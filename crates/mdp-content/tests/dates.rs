//! Integration tests for date normalization and duration text

use chrono::NaiveDate;
use mdp_content::dates::{
    DateError, RetirementDates, age_on, format_date_str, iso_duration_to_text, normalize_date,
    normalize_retirement_dates, parse_date,
};
use pretty_assertions::assert_eq;

fn date(y: i32, m: u32, d: u32) -> NaiveDate {
    NaiveDate::from_ymd_opt(y, m, d).unwrap()
}

#[test]
fn test_every_date_form_normalizes_the_same_way() {
    let forms = [
        "2030-06-01",
        "2030-06-01T00:00:00Z",
        "2030-06-01T00:00:00+01:00",
        "2030-06-01T23:30:00-05:00",
        "2030-06-01T12:00:00",
        "2030-06-01T12:00:00.250",
    ];
    for form in forms {
        assert_eq!(
            normalize_date("retirementDate", form).as_deref(),
            Ok("2030-06-01T00:00:00.000Z"),
            "form {form}"
        );
    }
}

#[test]
fn test_all_four_request_dates_are_normalized() {
    let dates = RetirementDates {
        retirement_date: "2030-06-01T00:00:00+01:00".into(),
        date_of_birth: "1965-06-01".into(),
        earliest_retirement_date: "2020-06-01T00:00:00Z".into(),
        latest_retirement_date: "2040-06-01T18:45:00".into(),
    };
    assert_eq!(
        normalize_retirement_dates(&dates),
        Ok(RetirementDates {
            retirement_date: "2030-06-01T00:00:00.000Z".into(),
            date_of_birth: "1965-06-01T00:00:00.000Z".into(),
            earliest_retirement_date: "2020-06-01T00:00:00.000Z".into(),
            latest_retirement_date: "2040-06-01T00:00:00.000Z".into(),
        })
    );
}

#[test]
fn test_invalid_date_names_the_field() {
    let dates = RetirementDates {
        retirement_date: "2030-06-01".into(),
        date_of_birth: "not a date".into(),
        earliest_retirement_date: "2020-06-01".into(),
        latest_retirement_date: "2040-06-01".into(),
    };
    let err = normalize_retirement_dates(&dates).unwrap_err();
    assert_eq!(
        err,
        DateError::Invalid {
            field: "dateOfBirth",
            value: "not a date".to_string(),
        }
    );
    assert_eq!(err.to_string(), "invalid dateOfBirth: 'not a date'");
}

#[test]
fn test_parse_keeps_written_calendar_date() {
    assert_eq!(parse_date("1990-05-10T00:00:00+01:00"), Some(date(1990, 5, 10)));
    assert_eq!(parse_date(" 1990-05-10 "), Some(date(1990, 5, 10)));
    assert_eq!(parse_date("10/05/1990"), None);
}

#[test]
fn test_format_date_str() {
    assert_eq!(
        format_date_str("1990-05-10T00:00:00Z", "%d/%m/%Y").as_deref(),
        Some("10/05/1990")
    );
    assert_eq!(format_date_str("garbage", "%d/%m/%Y"), None);
}

#[test]
fn test_age_on_birthday_boundary() {
    let dob = date(1965, 6, 1);
    assert_eq!(age_on(dob, date(2024, 5, 31)), Some(58));
    assert_eq!(age_on(dob, date(2024, 6, 1)), Some(59));
    assert_eq!(age_on(dob, date(1960, 1, 1)), None);
}

#[test]
fn test_iso_durations() {
    assert_eq!(iso_duration_to_text("P65Y3M").as_deref(), Some("65 years 3 months"));
    assert_eq!(iso_duration_to_text("P1Y1M").as_deref(), Some("1 year 1 month"));
    assert_eq!(iso_duration_to_text("P2W").as_deref(), Some("2 weeks"));
    assert_eq!(iso_duration_to_text("P0Y0M").as_deref(), Some("0 days"));
    assert_eq!(iso_duration_to_text("P1Y2MT3H").as_deref(), Some("1 year 2 months"));
    assert_eq!(iso_duration_to_text("P5").as_deref(), None);
    assert_eq!(iso_duration_to_text("P1X").as_deref(), None);
}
^^^^
▶ **Problem to solve**
Return every entry exactly as given.

▶ **Response box**
filename crates/mdp-content/tests/dates.rs
//! Integration tests for date normalization and duration text

use chrono::NaiveDate;
use mdp_content::dates::{
    DateError, RetirementDates, age_on, format_date_str, iso_duration_to_text, normalize_date,
    normalize_retirement_dates, parse_date,
};
use pretty_assertions::assert_eq;

fn date(y: i32, m: u32, d: u32) -> NaiveDate {
    NaiveDate::from_ymd_opt(y, m, d).unwrap()
}

#[test]
fn test_every_date_form_normalizes_the_same_way() {
    let forms = [
        "2030-06-01",
        "2030-06-01T00:00:00Z",
        "2030-06-01T00:00:00+01:00",
        "2030-06-01T23:30:00-05:00",
        "2030-06-01T12:00:00",
        "2030-06-01T12:00:00.250",
    ];
    for form in forms {
        assert_eq!(
            normalize_date("retirementDate", form).as_deref(),
            Ok("2030-06-01T00:00:00.000Z"),
            "form {form}"
        );
    }
}

#[test]
fn test_all_four_request_dates_are_normalized() {
    let dates = RetirementDates {
        retirement_date: "2030-06-01T00:00:00+01:00".into(),
        date_of_birth: "1965-06-01".into(),
        earliest_retirement_date: "2020-06-01T00:00:00Z".into(),
        latest_retirement_date: "2040-06-01T18:45:00".into(),
    };
    assert_eq!(
        normalize_retirement_dates(&dates),
        Ok(RetirementDates {
            retirement_date: "2030-06-01T00:00:00.000Z".into(),
            date_of_birth: "1965-06-01T00:00:00.000Z".into(),
            earliest_retirement_date: "2020-06-01T00:00:00.000Z".into(),
            latest_retirement_date: "2040-06-01T00:00:00.000Z".into(),
        })
    );
}

#[test]
fn test_invalid_date_names_the_field() {
    let dates = RetirementDates {
        retirement_date: "2030-06-01".into(),
        date_of_birth: "not a date".into(),
        earliest_retirement_date: "2020-06-01".into(),
        latest_retirement_date: "2040-06-01".into(),
    };
    let err = normalize_retirement_dates(&dates).unwrap_err();
    assert_eq!(
        err,
        DateError::Invalid {
            field: "dateOfBirth",
            value: "not a date".to_string(),
        }
    );
    assert_eq!(err.to_string(), "invalid dateOfBirth: 'not a date'");
}

#[test]
fn test_parse_keeps_written_calendar_date() {
    assert_eq!(parse_date("1990-05-10T00:00:00+01:00"), Some(date(1990, 5, 10)));
    assert_eq!(parse_date(" 1990-05-10 "), Some(date(1990, 5, 10)));
    assert_eq!(parse_date("10/05/1990"), None);
}

#[test]
fn test_format_date_str() {
    assert_eq!(
        format_date_str("1990-05-10T00:00:00Z", "%d/%m/%Y").as_deref(),
        Some("10/05/1990")
    );
    assert_eq!(format_date_str("garbage", "%d/%m/%Y"), None);
}

#[test]
fn test_age_on_birthday_boundary() {
    let dob = date(1965, 6, 1);
    assert_eq!(age_on(dob, date(2024, 5, 31)), Some(58));
    assert_eq!(age_on(dob, date(2024, 6, 1)), Some(59));
    assert_eq!(age_on(dob, date(1960, 1, 1)), None);
}

#[test]
fn test_iso_durations() {
    assert_eq!(iso_duration_to_text("P65Y3M").as_deref(), Some("65 years 3 months"));
    assert_eq!(iso_duration_to_text("P1Y1M").as_deref(), Some("1 year 1 month"));
    assert_eq!(iso_duration_to_text("P2W").as_deref(), Some("2 weeks"));
    assert_eq!(iso_duration_to_text("P0Y0M").as_deref(), Some("0 days"));
    assert_eq!(iso_duration_to_text("P1Y2MT3H").as_deref(), Some("1 year 2 months"));
    assert_eq!(iso_duration_to_text("P5").as_deref(), None);
    assert_eq!(iso_duration_to_text("P1X").as_deref(), None);
}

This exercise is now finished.